The corrupter 410 (e.g., the communication interface 414) outputs the corrupted output data 430, in some implementations, for training a safeguard model to recognize the types of errors present in the corrupted output data 430 compared to the output data 405. The corruption rules 415 specify how the corrupter 410 uses the ontology 420 to verify the adequacy of the preliminary corrupted output data 463 or otherwise correct the preliminary corrupted output data 463 so that it complies with the corruption rules 415.

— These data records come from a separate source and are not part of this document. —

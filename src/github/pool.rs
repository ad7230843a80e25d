use crate::error::{Error, Result};
use crate::github::credential::{Access, Credential, Scope};
use chrono::Utc;
use serde_json::Value;
use std::collections::HashMap;
use std::fs::{File, OpenOptions};
use std::io::{Read, Seek, SeekFrom, Write};
use std::path::{Path, PathBuf};
use tracing::{debug, warn};

/// Durable, ordered credential pool backed by a single JSON file.
///
/// The file maps identity to credential and is the authoritative state;
/// every operation re-reads it so multiple processes can share one pool.
/// Reads take a shared lock, writes take an exclusive lock and fully
/// replace the contents, so concurrent readers see either the pre- or
/// post-state of a writer, never a partial file.
///
/// The `current[scope]` selection made by `get_token` lives on this
/// instance only; it is not shared across processes.
pub struct TokenPool {
    path: PathBuf,
    current: HashMap<Scope, Credential>,
}

impl TokenPool {
    pub fn new(path: impl Into<PathBuf>) -> Self {
        Self {
            path: path.into(),
            current: HashMap::new(),
        }
    }

    pub fn path(&self) -> &Path {
        &self.path
    }

    /// Install credentials. With `purge` the file is rewritten to exactly
    /// `creds`; otherwise they are merged, keeping the recorded reset state
    /// of credentials already in the pool.
    ///
    /// Entries are typed `Credential`s, so per-entry validation happens at
    /// construction and deserialization time.
    pub fn set_tokens(&self, creds: &[Credential], purge: bool) -> Result<()> {
        if purge {
            let incoming = dedupe(creds);
            self.with_exclusive(move |_| Ok((incoming, ())))
        } else {
            self.merge(creds, false)
        }
    }

    /// Current snapshot in deterministic order: insertion order with any
    /// anonymous credential pushed to the end.
    pub fn get_tokens(&self) -> Result<Vec<Credential>> {
        self.read_snapshot()
    }

    /// Pick the best credential for a scope: the first one allowed right
    /// now, otherwise the one with the smallest positive wait. Remembers
    /// the choice as `current[scope]`.
    pub fn get_token(&mut self, scope: Scope) -> Result<Credential> {
        self.get_token_at(scope, Utc::now().timestamp())
    }

    /// `get_token` against an explicit clock.
    pub fn get_token_at(&mut self, scope: Scope, now: i64) -> Result<Credential> {
        let creds = self.read_snapshot()?;
        if creds.is_empty() {
            return Err(Error::EmptyPool);
        }

        let chosen = creds
            .iter()
            .find(|c| matches!(c.can_access_at(scope, now), Access::Allowed))
            .or_else(|| {
                creds.iter().min_by_key(|c| match c.can_access_at(scope, now) {
                    Access::Allowed => 0,
                    Access::WaitSeconds(n) => n,
                })
            })
            // non-empty pool always yields a minimum
            .cloned()
            .ok_or(Error::EmptyPool)?;

        debug!(
            "Selected credential {} for scope {}",
            chosen.short_identity(),
            scope
        );
        self.current.insert(scope, chosen.clone());
        Ok(chosen)
    }

    /// Stamp the current credential for `scope` with `reset`, persist it,
    /// and select again. Requires a prior `get_token` for the scope and a
    /// reset in the future.
    pub fn next_token(&mut self, scope: Scope, reset: i64) -> Result<Credential> {
        self.next_token_at(scope, reset, Utc::now().timestamp())
    }

    /// `next_token` against an explicit clock.
    pub fn next_token_at(&mut self, scope: Scope, reset: i64, now: i64) -> Result<Credential> {
        if reset <= now {
            return Err(Error::BadReset { reset });
        }

        let mut current = self
            .current
            .get(&scope)
            .cloned()
            .ok_or_else(|| Error::NoCurrent {
                scope: scope.to_string(),
            })?;

        warn!(
            "Credential {} exhausted for scope {} (reset at {}), rotating",
            current.short_identity(),
            scope,
            reset
        );

        current.set_reset(scope, reset);
        self.merge(std::slice::from_ref(&current), true)?;
        self.current.insert(scope, current);

        self.get_token_at(scope, now)
    }

    /// The credential last selected for `scope`, if any.
    pub fn current_token(&self, scope: Scope) -> Option<&Credential> {
        self.current.get(&scope)
    }

    /// Remove a credential by identity. Returns whether it was present.
    pub fn remove_token(&self, identity: &str) -> Result<bool> {
        let identity = identity.to_string();
        self.with_exclusive(move |mut existing| {
            let before = existing.len();
            existing.retain(|c| c.identity() != identity);
            let removed = existing.len() != before;
            Ok((existing, removed))
        })
    }

    /// Empty the pool file.
    pub fn clear(&self) -> Result<()> {
        self.with_exclusive(|_| Ok((Vec::new(), ())))
    }

    /// Merge `incoming` into the file under one exclusive lock. Absent
    /// identities are inserted; present ones are replaced only when
    /// `overwrite` is set.
    fn merge(&self, incoming: &[Credential], overwrite: bool) -> Result<()> {
        let incoming = incoming.to_vec();
        self.with_exclusive(move |mut existing| {
            for cred in incoming {
                let identity = cred.identity();
                match existing.iter().position(|c| c.identity() == identity) {
                    Some(idx) if overwrite => existing[idx] = cred,
                    Some(_) => {}
                    None => existing.push(cred),
                }
            }
            Ok((existing, ()))
        })
    }

    /// Read the pool under a shared lock, with anonymous pushback applied.
    fn read_snapshot(&self) -> Result<Vec<Credential>> {
        let mut file = match File::open(&self.path) {
            Ok(f) => f,
            Err(e) if e.kind() == std::io::ErrorKind::NotFound => return Ok(Vec::new()),
            Err(e) => return Err(e.into()),
        };

        file.lock_shared()?;
        let mut content = String::new();
        let read = file.read_to_string(&mut content);
        file.unlock()?;
        read?;

        Ok(pushback(parse(&content, &self.path)?))
    }

    /// Run a read-modify-write cycle under one exclusive lock. The lock is
    /// released on every exit path, including parse and callback failures.
    fn with_exclusive<R>(
        &self,
        f: impl FnOnce(Vec<Credential>) -> Result<(Vec<Credential>, R)>,
    ) -> Result<R> {
        if let Some(parent) = self.path.parent() {
            if !parent.as_os_str().is_empty() {
                std::fs::create_dir_all(parent)?;
            }
        }

        let mut file = OpenOptions::new()
            .read(true)
            .write(true)
            .create(true)
            .truncate(false)
            .open(&self.path)?;

        file.lock()?;
        let outcome = Self::locked_update(&mut file, &self.path, f);
        file.unlock()?;
        outcome
    }

    fn locked_update<R>(
        file: &mut File,
        path: &Path,
        f: impl FnOnce(Vec<Credential>) -> Result<(Vec<Credential>, R)>,
    ) -> Result<R> {
        let mut content = String::new();
        file.read_to_string(&mut content)?;

        let existing = parse(&content, path)?;
        let (updated, value) = f(existing)?;
        let updated = pushback(updated);

        let payload = serialize(&updated)?;
        file.seek(SeekFrom::Start(0))?;
        file.set_len(0)?;
        file.write_all(payload.as_bytes())?;
        file.flush()?;

        Ok(value)
    }
}

/// Decode the pool file. An empty file is an empty pool; anything that is
/// not a mapping of identity to credential is corrupt.
fn parse(content: &str, path: &Path) -> Result<Vec<Credential>> {
    if content.trim().is_empty() {
        return Ok(Vec::new());
    }

    let corrupt = |reason: String| Error::CorruptPool {
        path: path.to_path_buf(),
        reason,
    };

    let value: Value = serde_json::from_str(content).map_err(|e| corrupt(e.to_string()))?;
    let map = value
        .as_object()
        .ok_or_else(|| corrupt("top-level value is not a mapping".to_string()))?;

    let mut creds = Vec::with_capacity(map.len());
    for (identity, entry) in map {
        let cred: Credential = serde_json::from_value(entry.clone())
            .map_err(|e| corrupt(format!("entry `{identity}` is not a credential: {e}")))?;
        creds.push(cred);
    }

    Ok(creds)
}

fn serialize(creds: &[Credential]) -> Result<String> {
    let mut map = serde_json::Map::with_capacity(creds.len());
    for cred in creds {
        map.insert(cred.identity(), serde_json::to_value(cred)?);
    }
    Ok(serde_json::to_string_pretty(&Value::Object(map))?)
}

/// Stable reorder placing any anonymous credential after all others.
fn pushback(creds: Vec<Credential>) -> Vec<Credential> {
    let (anonymous, mut ordered): (Vec<_>, Vec<_>) =
        creds.into_iter().partition(|c| c.is_anonymous());
    ordered.extend(anonymous);
    ordered
}

/// Collapse duplicate identities, last write wins, first position kept.
fn dedupe(creds: &[Credential]) -> Vec<Credential> {
    let mut out: Vec<Credential> = Vec::with_capacity(creds.len());
    for cred in creds {
        match out.iter().position(|c| c.identity() == cred.identity()) {
            Some(idx) => out[idx] = cred.clone(),
            None => out.push(cred.clone()),
        }
    }
    out
}
use crate::error::{Error, Result};
use crate::scraper::fetcher::PageFetcher;
use regex::Regex;
use serde::Serialize;
use std::sync::OnceLock;
use tracing::debug;

/// One entry of the repository's language breakdown.
#[derive(Debug, Clone, PartialEq, Serialize)]
pub struct LanguageShare {
    pub name: String,
    pub percent: f64,
}

/// Counters and language breakdown scraped from the repository's HTML.
#[derive(Debug, Clone, Default, PartialEq, Serialize)]
pub struct RepoPageStats {
    pub commits: u64,
    pub branches: u64,
    pub tags: u64,
    pub releases: u64,
    pub contributors: u64,
    pub languages: Vec<LanguageShare>,
}

/// Scrapes the repository page and its branch-and-tag-count companion.
pub struct StatsExtractor {
    fetcher: PageFetcher,
}

impl StatsExtractor {
    pub fn new(user_agent: String, timeout_secs: u64, max_page_size: usize) -> Result<Self> {
        Ok(Self {
            fetcher: PageFetcher::new(user_agent, timeout_secs, max_page_size)?,
        })
    }

    /// Fetch both pages for `html_url` and extract all counters.
    pub async fn fetch_stats(&self, html_url: &str) -> Result<RepoPageStats> {
        let base = html_url.trim_end_matches('/');
        let repo_html = self.fetcher.fetch(base).await?;
        let counts_html = self
            .fetcher
            .fetch(&format!("{base}/branch-and-tag-count"))
            .await?;

        extract_stats(&repo_html, &counts_html)
    }
}

fn commits_re() -> &'static Regex {
    static RE: OnceLock<Regex> = OnceLock::new();
    RE.get_or_init(|| Regex::new(r"(?i)([\d,]+)\s+commits?").expect("valid regex"))
}

fn releases_re() -> &'static Regex {
    static RE: OnceLock<Regex> = OnceLock::new();
    RE.get_or_init(|| Regex::new(r"(?i)releases\s+([\d,]+)").expect("valid regex"))
}

fn contributors_re() -> &'static Regex {
    static RE: OnceLock<Regex> = OnceLock::new();
    RE.get_or_init(|| Regex::new(r"(?i)contributors\s+([\d,]+)").expect("valid regex"))
}

fn branches_re() -> &'static Regex {
    static RE: OnceLock<Regex> = OnceLock::new();
    RE.get_or_init(|| Regex::new(r"(?i)([\d,]+)\s+branch(?:es)?").expect("valid regex"))
}

fn tags_re() -> &'static Regex {
    static RE: OnceLock<Regex> = OnceLock::new();
    RE.get_or_init(|| Regex::new(r"(?i)([\d,]+)\s+tags?").expect("valid regex"))
}

fn language_re() -> &'static Regex {
    static RE: OnceLock<Regex> = OnceLock::new();
    RE.get_or_init(|| Regex::new(r"([\p{L}+#\-\s]+)\s+([\d.]+)%").expect("valid regex"))
}

fn list_item_re() -> &'static Regex {
    static RE: OnceLock<Regex> = OnceLock::new();
    RE.get_or_init(|| Regex::new(r"(?s)<li[^>]*>(.*?)</li>").expect("valid regex"))
}

fn tag_re() -> &'static Regex {
    static RE: OnceLock<Regex> = OnceLock::new();
    RE.get_or_init(|| Regex::new(r"<[^>]+>").expect("valid regex"))
}

/// Extract counters from the repo page and the branch-and-tag-count page.
///
/// Commits, branches, and tags must be present; releases and contributors
/// default to zero. Fewer than five populated counters means GitHub's markup
/// changed and the extraction is rejected rather than partially trusted.
pub fn extract_stats(repo_html: &str, counts_html: &str) -> Result<RepoPageStats> {
    let main = main_container(repo_html);

    let commits = capture_count(commits_re(), main);
    let releases = capture_count(releases_re(), main);
    let contributors = capture_count(contributors_re(), main);
    let branches = capture_count(branches_re(), counts_html);
    let tags = capture_count(tags_re(), counts_html);

    // Releases and contributors legitimately default; the other three are
    // load-bearing for the completeness check.
    let found = [
        commits.is_some(),
        branches.is_some(),
        tags.is_some(),
        true, // releases, defaulted
        true, // contributors, defaulted
    ]
    .iter()
    .filter(|&&present| present)
    .count();

    if found < 5 {
        return Err(Error::HtmlExtractionIncomplete { found });
    }

    let stats = RepoPageStats {
        commits: commits.unwrap_or(0),
        branches: branches.unwrap_or(0),
        tags: tags.unwrap_or(0),
        releases: releases.unwrap_or(0),
        contributors: contributors.unwrap_or(0),
        languages: extract_languages(repo_html),
    };

    debug!(
        "Extracted counters: {} commits, {} branches, {} tags, {} releases, {} contributors, {} languages",
        stats.commits,
        stats.branches,
        stats.tags,
        stats.releases,
        stats.contributors,
        stats.languages.len()
    );

    Ok(stats)
}

/// The `<main>` region of the page, or the whole document without one.
fn main_container(html: &str) -> &str {
    let Some(start) = html.find("<main") else {
        return html;
    };
    match html[start..].find("</main>") {
        Some(end) => &html[start..start + end],
        None => &html[start..],
    }
}

/// First capture of `re` in `text`, digits only, parsed as a count.
fn capture_count(re: &Regex, text: &str) -> Option<u64> {
    let capture = re.captures(text)?.get(1)?.as_str();
    let digits: String = capture.chars().filter(char::is_ascii_digit).collect();
    digits.parse().ok()
}

/// Language entries from the section headed "Languages": one per list item
/// whose text matches `name percent%`.
fn extract_languages(html: &str) -> Vec<LanguageShare> {
    let Some(section) = languages_section(html) else {
        return Vec::new();
    };

    let mut languages = Vec::new();
    for item in list_item_re().captures_iter(section) {
        let text = tag_re().replace_all(&item[1], " ");
        if let Some(caps) = language_re().captures(&text) {
            let name = caps[1].trim().to_string();
            if name.is_empty() {
                continue;
            }
            if let Ok(percent) = caps[2].parse::<f64>() {
                languages.push(LanguageShare { name, percent });
            }
        }
    }
    languages
}

fn languages_section(html: &str) -> Option<&str> {
    static HEADING: OnceLock<Regex> = OnceLock::new();
    let heading = HEADING
        .get_or_init(|| Regex::new(r"(?i)>\s*Languages\s*<").expect("valid regex"));

    let start = heading.find(html)?.end();
    let rest = &html[start..];
    let end = rest.find("</section>").or_else(|| rest.find("</div>"));
    Some(match end {
        Some(end) => &rest[..end],
        None => rest,
    })
}

#[cfg(test)]
mod tests {
    use super::*;

    const REPO_PAGE: &str = r#"
    <html><body>
    <main>
      <a href="/o/r/commits">1,284 commits</a>
      <a href="/o/r/releases">Releases 12</a>
      <a href="/o/r/contributors">Contributors 34</a>
      <h2>Languages</h2>
      <ul>
        <li><span>Rust</span> <span>92.4%</span></li>
        <li><span>C#</span> <span>5.1%</span></li>
        <li><span>Shell</span> <span>2.5%</span></li>
      </ul>
    </main>
    </body></html>"#;

    const COUNTS_PAGE: &str = r#"<div><span>14 branches</span><span>27 tags</span></div>"#;

    #[test]
    fn test_extract_counters() {
        let stats = extract_stats(REPO_PAGE, COUNTS_PAGE).unwrap();
        assert_eq!(stats.commits, 1284);
        assert_eq!(stats.branches, 14);
        assert_eq!(stats.tags, 27);
        assert_eq!(stats.releases, 12);
        assert_eq!(stats.contributors, 34);
    }

    #[test]
    fn test_languages_parsed_in_order() {
        let stats = extract_stats(REPO_PAGE, COUNTS_PAGE).unwrap();
        let names: Vec<&str> = stats.languages.iter().map(|l| l.name.as_str()).collect();
        assert_eq!(names, vec!["Rust", "C#", "Shell"]);
        assert_eq!(stats.languages[0].percent, 92.4);
    }

    #[test]
    fn test_defaults_for_releases_and_contributors() {
        let page = r#"<main><a>42 commits</a></main>"#;
        let stats = extract_stats(page, COUNTS_PAGE).unwrap();
        assert_eq!(stats.releases, 0);
        assert_eq!(stats.contributors, 0);
    }

    #[test]
    fn test_missing_commits_is_incomplete() {
        let page = r#"<main><a>Releases 3</a></main>"#;
        let err = extract_stats(page, COUNTS_PAGE).unwrap_err();
        assert!(matches!(err, Error::HtmlExtractionIncomplete { found: 4 }));
    }

    #[test]
    fn test_missing_branch_counts_is_incomplete() {
        let err = extract_stats(REPO_PAGE, "<div>nothing here</div>").unwrap_err();
        assert!(matches!(err, Error::HtmlExtractionIncomplete { found: 3 }));
    }

    #[test]
    fn test_singular_forms() {
        let page = r#"<main><a>1 commit</a></main>"#;
        let counts = r#"<span>1 branch</span><span>1 tag</span>"#;
        let stats = extract_stats(page, counts).unwrap();
        assert_eq!(stats.commits, 1);
        assert_eq!(stats.branches, 1);
        assert_eq!(stats.tags, 1);
    }

    #[test]
    fn test_comma_separated_counts() {
        let page = r#"<main><a>12,345,678 commits</a></main>"#;
        let stats = extract_stats(page, COUNTS_PAGE).unwrap();
        assert_eq!(stats.commits, 12_345_678);
    }
}
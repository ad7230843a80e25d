use crate::config::Settings;
use crate::error::{Error, Result};
use crate::github::models::Participation;
use crate::github::{
    ApiTransport, Credential, Dispatcher, GitHubTransport, LinkPager, Pager, TokenPool,
};
use crate::scoring::{self, select_highlight, ScoreInputs};
use crate::scraper::{RepoPageStats, StatsExtractor};
use chrono::{DateTime, Utc};
use serde_json::Value;
use std::sync::Arc;
use tracing::{debug, info};

const SECONDS_PER_WEEK: f64 = 604_800.0;

/// Default recency when a repository has no usable push timestamp.
const FALLBACK_WEEKS_SINCE_PUSH: f64 = 52.0;

/// Drives the dispatcher, the HTML extractor, and the scoring engine for a
/// single repository, merging everything into one result document.
pub struct Inspector {
    dispatcher: Dispatcher,
    extractor: StatsExtractor,
}

impl Inspector {
    /// Build a production inspector from settings: pooled credentials unless
    /// a custom token is configured.
    pub fn new(settings: &Settings) -> Result<Self> {
        let transport: Arc<dyn ApiTransport> = Arc::new(GitHubTransport::new(settings)?);
        let pager: Arc<dyn Pager> = Arc::new(LinkPager::new(transport.clone()));

        let dispatcher = match &settings.custom_token {
            Some(token) => {
                Dispatcher::with_token(transport, pager, Credential::personal(token.clone())?)
            }
            None => Dispatcher::with_pool(transport, pager, TokenPool::new(&settings.pool_path)),
        };

        let extractor = StatsExtractor::new(
            settings.user_agent.clone(),
            settings.http_timeout_secs,
            settings.max_page_size,
        )?;

        Ok(Self {
            dispatcher,
            extractor,
        })
    }

    /// Compose an inspector from pre-built collaborators.
    pub fn from_parts(dispatcher: Dispatcher, extractor: StatsExtractor) -> Self {
        Self {
            dispatcher,
            extractor,
        }
    }

    /// Inspect `owner/name`: API metadata plus scraped counters plus scores.
    pub async fn inspect(&self, owner: &str, name: &str) -> Result<Value> {
        info!("Inspecting repository {}/{}", owner, name);
        let args = vec![owner.to_string(), name.to_string()];

        let repo = self
            .dispatcher
            .call("repo/show", &args)
            .await
            .map_err(Error::into_api)?;

        let participation: Participation = serde_json::from_value(
            self.dispatcher
                .call("repo/participation", &args)
                .await
                .map_err(Error::into_api)?,
        )
        .unwrap_or_default();

        let html_url = repo
            .get("html_url")
            .and_then(Value::as_str)
            .ok_or_else(|| {
                Error::UnexpectedApiResponse("repository payload missing html_url".to_string())
                    .into_api()
            })?
            .to_string();

        let stats = self
            .extractor
            .fetch_stats(&html_url)
            .await
            .map_err(Error::into_crawler)?;

        let inputs = build_inputs(&repo, &participation.all, &stats, Utc::now());
        let scores = scoring::score(&inputs);
        let highlight = select_highlight(&scores, &inputs).map_err(Error::into_crawler)?;
        debug!(
            "Scored {}/{}: p={} h={} a={} m={}",
            owner, name, scores.p, scores.h, scores.a, scores.m
        );

        let mut result = strip_urls(&repo);
        let map = result.as_object_mut().ok_or_else(|| {
            Error::UnexpectedApiResponse("repository payload is not an object".to_string())
                .into_api()
        })?;

        map.insert("license_id".to_string(), Value::from(license_id(&repo)));
        map.insert("commits_count".to_string(), Value::from(stats.commits));
        map.insert("branches_count".to_string(), Value::from(stats.branches));
        map.insert("tags_count".to_string(), Value::from(stats.tags));
        map.insert("releases_count".to_string(), Value::from(stats.releases));
        map.insert(
            "contributors_count".to_string(),
            Value::from(stats.contributors),
        );
        map.insert(
            "languages".to_string(),
            serde_json::to_value(&stats.languages)?,
        );
        map.insert("scores".to_string(), serde_json::to_value(scores)?);
        map.insert("scores_avg".to_string(), Value::from(scores.average()));
        map.insert("highlight".to_string(), serde_json::to_value(&highlight)?);

        Ok(result)
    }
}

/// Drop every `*_url` key except `avatar_url`, renaming `html_url` to `url`.
/// Applies recursively, so owner and license blocks are cleaned too.
pub fn strip_urls(value: &Value) -> Value {
    match value {
        Value::Object(map) => {
            let mut out = serde_json::Map::with_capacity(map.len());
            for (key, val) in map {
                if key == "html_url" {
                    out.insert("url".to_string(), strip_urls(val));
                } else if key.ends_with("_url") && key != "avatar_url" {
                    continue;
                } else {
                    out.insert(key.clone(), strip_urls(val));
                }
            }
            Value::Object(out)
        }
        Value::Array(items) => Value::Array(items.iter().map(strip_urls).collect()),
        other => other.clone(),
    }
}

/// SPDX id of the license, empty for missing, `NONE`, or `NOASSERTION`.
pub fn license_id(repo: &Value) -> String {
    let spdx = repo
        .get("license")
        .and_then(|license| license.get("spdx_id"))
        .and_then(Value::as_str)
        .unwrap_or("");

    match spdx.to_lowercase().as_str() {
        "" | "none" | "noassertion" => String::new(),
        _ => spdx.to_string(),
    }
}

/// Merge API metadata and scraped counters into scoring inputs.
///
/// Recency prefers `pushed_at`, falls back to `updated_at`, and assumes a
/// year-stale repository when neither parses.
pub fn build_inputs(
    repo: &Value,
    participation_all: &[i64],
    stats: &RepoPageStats,
    now: DateTime<Utc>,
) -> ScoreInputs {
    let age_weeks = weeks_since(repo, "created_at", now).unwrap_or(0.0);
    let weeks_since_push = weeks_since(repo, "pushed_at", now)
        .or_else(|| weeks_since(repo, "updated_at", now))
        .unwrap_or(FALLBACK_WEEKS_SINCE_PUSH);

    ScoreInputs {
        stargazers: repo["stargazers_count"].as_i64().unwrap_or(0),
        subscribers: repo["subscribers_count"].as_i64().unwrap_or(0),
        forks: repo["forks_count"].as_i64().unwrap_or(0),
        size_mb: repo["size"].as_f64().unwrap_or(0.0) / 1000.0,
        age_weeks,
        weeks_since_push,
        participation_all: participation_all.to_vec(),
        commits: stats.commits as i64,
        releases: stats.releases as i64,
        contributors: stats.contributors as i64,
    }
}

/// Non-negative weeks between `now` and an RFC 3339 field of the payload.
fn weeks_since(repo: &Value, field: &str, now: DateTime<Utc>) -> Option<f64> {
    let raw = repo.get(field)?.as_str()?;
    let parsed = DateTime::parse_from_rfc3339(raw).ok()?;
    let seconds = (now - parsed.with_timezone(&Utc)).num_seconds() as f64;
    Some((seconds / SECONDS_PER_WEEK).max(0.0))
}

FIG. 5 illustrates a portion of an ontology 520. The ontology 520 is represented using a graph structure. The nodes in the depicted portion of the ontology 520 represent concepts including heart disease 521, atrial arrhythmia 523, acute myocarditis 525, irregular heartbeats 527, shortness of breath 529, and fatigue 551. The nodes are connected via edges (e.g., edge 522, edge 524, edge 526, edge 528, edge 550). Each of the concepts of the ontology 520 may include object properties that define relationships of the concept with other concepts. In the portion of the ontology 520 depicted in FIG. 5, the object properties of the concepts include a class (e.g., a category such as “disease”) to instance (e.g., a symptom of the disease) relationship, which is depicted in FIG. 5 using a top-down relationship. For example, the heart disease 521 node is connected via edge 524 to the irregular heartbeats 527 node below, indicating that irregular heartbeats 527 is an instance of the class of heart disease 521. For example, irregular heartbeats 527 and shortness of breath 529 are both instances (e.g., symptoms of) the class (e.g., diagnosis) of atrial arrhythmia 523. The dashed line of the edge 550 represents a relationship of co-occurrence. For example, co-occurrence indicates that fatigue 551 symptoms are likely to occur at the same time (or in the same patient) as a symptom of irregular heartbeats 527. In some implementations, the co-occurrence relationship is not represented in the ontology itself. Instead, a co-occurrence database is accessed, and a set of concepts of the ontology co-occurring with the concept corresponding to the entity is extracted. Although not illustrated in FIG. 5, the fatigue 551 concept node may be connected to one or more additional nodes that are not depicted in FIG. 5 via one or more single arrow edges (e.g., that depict a relationship of class to instance) that are not depicted in FIG. 5.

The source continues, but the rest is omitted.